Top of Records shown
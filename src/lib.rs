use board::Snapshot;
use position::Position;

pub mod board;
pub mod feedback;
pub mod game_logic;
pub mod piece;
pub mod position;
pub mod selection;

/// Trait for reading cell activations from the player.
///
/// Abstracts over pointer input (a window translating clicks through
/// [`Position::from_screen`]) and mock/scripted inputs, providing a uniform
/// interface for the match driver.
pub trait ClickSource {
    /// Error type for input read failures.
    type Error: std::fmt::Debug + std::fmt::Display;

    /// Wait for the next activated cell. `Ok(None)` means the input is closed.
    fn next_click(&mut self) -> Result<Option<Position>, Self::Error>;
}

/// Trait for displaying the board to the player.
///
/// Abstracts over real rendering and terminal output, providing a uniform
/// interface for the output side of the match loop. Mirrors [`ClickSource`]
/// on the input side.
pub trait BoardDisplay {
    /// Error type for display update failures.
    type Error: std::fmt::Debug + std::fmt::Display;

    /// Show the board and the selection highlights.
    fn show(
        &mut self,
        snapshot: &Snapshot,
        feedback: &feedback::BoardFeedback,
    ) -> Result<(), Self::Error>;
}

pub mod mock;
use std::process::ExitCode;

use structopt::StructOpt;
use tile_chess::board::Layout;
use tile_chess::game_logic::{self, Match};
use tile_chess::mock::{ScriptedClicks, TerminalDisplay, run_interactive_terminal};
use tracing_subscriber::EnvFilter;

/// Two-click chess board in the terminal.
#[derive(Debug, StructOpt)]
struct Options {
    /// Starting layout: prototype, full or empty.
    #[structopt(short, long, default_value = "prototype")]
    layout: Layout,

    /// Click script to play instead of reading commands, e.g. "e2e4. d7d5."
    #[structopt(short, long)]
    script: Option<String>,
}

fn main() -> ExitCode {
    tracing_subscriber::fmt()
        .with_env_filter(
            EnvFilter::try_from_default_env().unwrap_or_else(|_| EnvFilter::new("warn")),
        )
        .with_writer(std::io::stderr)
        .init();

    let options = Options::from_args();
    log::info!("Chess Board - {:?} layout", options.layout);

    let mut game = match Match::with_layout(options.layout) {
        Ok(game) => game,
        Err(e) => {
            eprintln!("invalid setup: {}", e);
            return ExitCode::FAILURE;
        }
    };

    let Some(script) = options.script else {
        run_interactive_terminal(game);
        return ExitCode::SUCCESS;
    };

    let mut clicks = ScriptedClicks::new();
    if let Err(e) = clicks.push_script(&script) {
        eprintln!("{}", e);
        return ExitCode::FAILURE;
    }
    match game_logic::run(&mut game, &mut clicks, &mut TerminalDisplay::new()) {
        Ok(()) => ExitCode::SUCCESS,
        Err(e) => {
            eprintln!("{}", e);
            ExitCode::FAILURE
        }
    }
}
Bottom of Records shown
What the task requires: Transcribe the data above verbatim.

Response to the exercise:
filename src/lib.rs
use board::Snapshot;
use position::Position;

pub mod board;
pub mod feedback;
pub mod game_logic;
pub mod piece;
pub mod position;
pub mod selection;

/// Trait for reading cell activations from the player.
///
/// Abstracts over pointer input (a window translating clicks through
/// [`Position::from_screen`]) and mock/scripted inputs, providing a uniform
/// interface for the match driver.
pub trait ClickSource {
    /// Error type for input read failures.
    type Error: std::fmt::Debug + std::fmt::Display;

    /// Wait for the next activated cell. `Ok(None)` means the input is closed.
    fn next_click(&mut self) -> Result<Option<Position>, Self::Error>;
}

/// Trait for displaying the board to the player.
///
/// Abstracts over real rendering and terminal output, providing a uniform
/// interface for the output side of the match loop. Mirrors [`ClickSource`]
/// on the input side.
pub trait BoardDisplay {
    /// Error type for display update failures.
    type Error: std::fmt::Debug + std::fmt::Display;

    /// Show the board and the selection highlights.
    fn show(
        &mut self,
        snapshot: &Snapshot,
        feedback: &feedback::BoardFeedback,
    ) -> Result<(), Self::Error>;
}

pub mod mock;
use std::process::ExitCode;

use structopt::StructOpt;
use tile_chess::board::Layout;
use tile_chess::game_logic::{self, Match};
use tile_chess::mock::{ScriptedClicks, TerminalDisplay, run_interactive_terminal};
use tracing_subscriber::EnvFilter;

/// Two-click chess board in the terminal.
#[derive(Debug, StructOpt)]
struct Options {
    /// Starting layout: prototype, full or empty.
    #[structopt(short, long, default_value = "prototype")]
    layout: Layout,

    /// Click script to play instead of reading commands, e.g. "e2e4. d7d5."
    #[structopt(short, long)]
    script: Option<String>,
}

fn main() -> ExitCode {
    tracing_subscriber::fmt()
        .with_env_filter(
            EnvFilter::try_from_default_env().unwrap_or_else(|_| EnvFilter::new("warn")),
        )
        .with_writer(std::io::stderr)
        .init();

    let options = Options::from_args();
    log::info!("Chess Board - {:?} layout", options.layout);

    let mut game = match Match::with_layout(options.layout) {
        Ok(game) => game,
        Err(e) => {
            eprintln!("invalid setup: {}", e);
            return ExitCode::FAILURE;
        }
    };

    let Some(script) = options.script else {
        run_interactive_terminal(game);
        return ExitCode::SUCCESS;
    };

    let mut clicks = ScriptedClicks::new();
    if let Err(e) = clicks.push_script(&script) {
        eprintln!("{}", e);
        return ExitCode::FAILURE;
    }
    match game_logic::run(&mut game, &mut clicks, &mut TerminalDisplay::new()) {
        Ok(()) => ExitCode::SUCCESS,
        Err(e) => {
            eprintln!("{}", e);
            ExitCode::FAILURE
        }
    }
}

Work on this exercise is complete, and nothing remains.